NEW YORK – Squatting on the roof of a row house with a panoramic view of the sewage plants and warehouses that surround the South Bronx, James Wells sounds like a tree-hugger.
He photographs the progress of seedlings he planted on the roof, one of his first “green roof” installations, and explains how roofs covered by soil and plants, more trees on the ground and cleaner parks are key to fighting the pollution that overwhelms the neighborhood. As he speaks, a pungent rotting smell emanates from a sewage plant.
“Imagine living under these types of conditions,” says Wells, 29. “It’s one of the reasons asthma rates are so high in the Bronx.”

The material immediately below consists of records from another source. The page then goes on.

//! Inline MicroPython snippets used to operate on the device over the REPL.
//!
//! File contents travel as hex so that arbitrary bytes survive the text
//! channel. Every snippet fits on one line except [`device_info`], which the
//! session wraps like any other multi-line source.

use crate::transfer::WriteMode;
use std::fmt::Write as _;

/// Raw bytes per REPL round trip (1000 hex characters).
pub const TEXT_CHUNK_SIZE: usize = 500;

/// Output of the online check.
pub const ONLINE_MARKER: &str = "done";

/// Quote `value` as a single-quoted Python string literal.
pub fn py_str(value: &str) -> String {
    let mut out = String::with_capacity(value.len() + 2);
    out.push('\'');
    for ch in value.chars() {
        match ch {
            '\\' => out.push_str("\\\\"),
            '\'' => out.push_str("\\'"),
            '\n' => out.push_str("\\n"),
            '\r' => out.push_str("\\r"),
            '\t' => out.push_str("\\t"),
            c if c.is_control() => {
                let _ = write!(out, "\\x{:02x}", u32::from(c));
            },
            c => out.push(c),
        }
    }
    out.push('\'');
    out
}

/// Escape multi-line source for a double-quoted `exec("...")` wrapper.
pub fn escape_source(source: &str) -> String {
    let mut out = String::with_capacity(source.len() + 16);
    for ch in source.chars() {
        match ch {
            '\\' => out.push_str("\\\\"),
            '"' => out.push_str("\\\""),
            '\n' => out.push_str("\\n"),
            '\r' => {},
            '\t' => out.push_str("\\t"),
            c => out.push(c),
        }
    }
    out
}

/// Print `done`; a device that answers is online.
pub fn online_check() -> String {
    format!("print({})", py_str(ONLINE_MARKER))
}

/// Write one hex-encoded chunk to `path`.
pub fn write_chunk(path: &str, chunk: &[u8], mode: WriteMode) -> String {
    let file_mode = match mode {
        WriteMode::Truncate => "wb",
        WriteMode::Append => "ab",
    };
    format!(
        "import ubinascii;f=open({},{});f.write(ubinascii.unhexlify({}));f.close()",
        py_str(path),
        py_str(file_mode),
        py_str(&hex::encode(chunk)),
    )
}

/// Print `len` bytes of `path` starting at `offset`, hex-encoded.
pub fn read_chunk(path: &str, offset: usize, len: usize) -> String {
    format!(
        "import ubinascii;f=open({},'rb');f.seek({offset});print(ubinascii.hexlify(f.read({len})).decode());f.close()",
        py_str(path),
    )
}

/// Print the names in a directory as a Python list.
pub fn list_dir(path: &str) -> String {
    format!("import os;print(os.listdir({}))", py_str(path))
}

/// Remove a file.
pub fn remove_file(path: &str) -> String {
    format!("import os;os.remove({})", py_str(path))
}

/// Run a file that already exists on the device.
pub fn execute_file(path: &str) -> String {
    format!("exec(open({}).read())", py_str(path))
}

/// Connect the station interface to a network.
pub fn set_wifi(ssid: &str, password: &str) -> String {
    format!(
        "import network;w=network.WLAN(network.STA_IF);w.active(True);w.connect({},{})",
        py_str(ssid),
        py_str(password),
    )
}

/// Print device facts as `key=value` lines.
pub fn device_info() -> String {
    [
        "import sys, os, gc, machine, ubinascii",
        "print('platform=' + sys.platform)",
        "print('version=' + sys.version)",
        "print('chip_id=' + ubinascii.hexlify(machine.unique_id()).decode())",
        "s = os.statvfs('/')",
        "print('flash_size=%d' % (s[0] * s[2]))",
        "print('ram_size=%d' % (gc.mem_free() + gc.mem_alloc()))",
        "try:",
        "    import network",
        "    print('mac_address=' + ubinascii.hexlify(network.WLAN(network.STA_IF).config('mac'), ':').decode())",
        "except Exception:",
        "    pass",
    ]
    .join("\n")
}

#[cfg(test)]
mod tests {
    use super::*;

    #[test]
    fn test_py_str_escapes() {
        assert_eq!(py_str("/flash/main.py"), "'/flash/main.py'");
        assert_eq!(py_str("it's"), "'it\\'s'");
        assert_eq!(py_str("a\\b"), "'a\\\\b'");
        assert_eq!(py_str("x\ny"), "'x\\ny'");
        assert_eq!(py_str("\u{1}"), "'\\x01'");
    }

    #[test]
    fn test_escape_source() {
        assert_eq!(
            escape_source("for i in range(2):\r\n    print(\"hi\")\n"),
            "for i in range(2):\\n    print(\\\"hi\\\")\\n"
        );
    }

    #[test]
    fn test_write_chunk_modes() {
        let first = write_chunk("/x.py", b"pr", WriteMode::Truncate);
        assert_eq!(
            first,
            "import ubinascii;f=open('/x.py','wb');f.write(ubinascii.unhexlify('7072'));f.close()"
        );
        let next = write_chunk("/x.py", b"pr", WriteMode::Append);
        assert!(next.contains("open('/x.py','ab')"));
    }

    #[test]
    fn test_write_chunk_fits_budget() {
        let script = write_chunk("/flash/main.py", &[0xFF; TEXT_CHUNK_SIZE], WriteMode::Append);
        assert!(!script.contains('\n'));
        assert!(script.len() < TEXT_CHUNK_SIZE * 2 + 120);
    }

    #[test]
    fn test_read_chunk() {
        assert_eq!(
            read_chunk("/x.py", 500, 500),
            "import ubinascii;f=open('/x.py','rb');f.seek(500);print(ubinascii.hexlify(f.read(500)).decode());f.close()"
        );
    }

    #[test]
    fn test_simple_scripts() {
        assert_eq!(online_check(), "print('done')");
        assert_eq!(list_dir("/"), "import os;print(os.listdir('/'))");
        assert_eq!(remove_file("/x.py"), "import os;os.remove('/x.py')");
        assert_eq!(execute_file("/x.py"), "exec(open('/x.py').read())");
        assert!(set_wifi("home", "p'w").contains("w.connect('home','p\\'w')"));
    }

    #[test]
    fn test_device_info_is_multiline() {
        let script = device_info();
        assert!(script.lines().count() > 1);
        assert!(script.contains("platform="));
        assert!(script.contains("mac_address="));
    }
}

Two years ago, Wells made an improbable conversion from convict to environmentalist. He was just out of prison after serving 10 years for armed robbery and couldn’t find a job that would pay enough to make the rent.
Then he found Sustainable South Bronx, and he found a calling.
Since 2003, the environmental group has trained 70 former drug addicts, welfare recipients and convicts for jobs in landscaping, ecological restoration, green roof installation and hazardous waste cleanup.
Training for ‘green collar’ jobs
The Bronx group is at the forefront of a movement to put low-income and low-skilled workers in “green collar” jobs: manual work in fields that help the environment.
Cities trying to strengthen the local economy and go green see the solution in green-collar jobs. Jobs in the $341-billion-a-year green industry have the potential to move people out of poverty, says Trenton, N.J., Mayor Douglas Palmer.
“This is a frontier that’s going to open for the whole country, but especially for us in the Midwest and Northeast, where we need to grow our economy,” says Palmer, president of the U.S. Conference of Mayors. A conference report out next month will advise mayors on how to set up green job programs.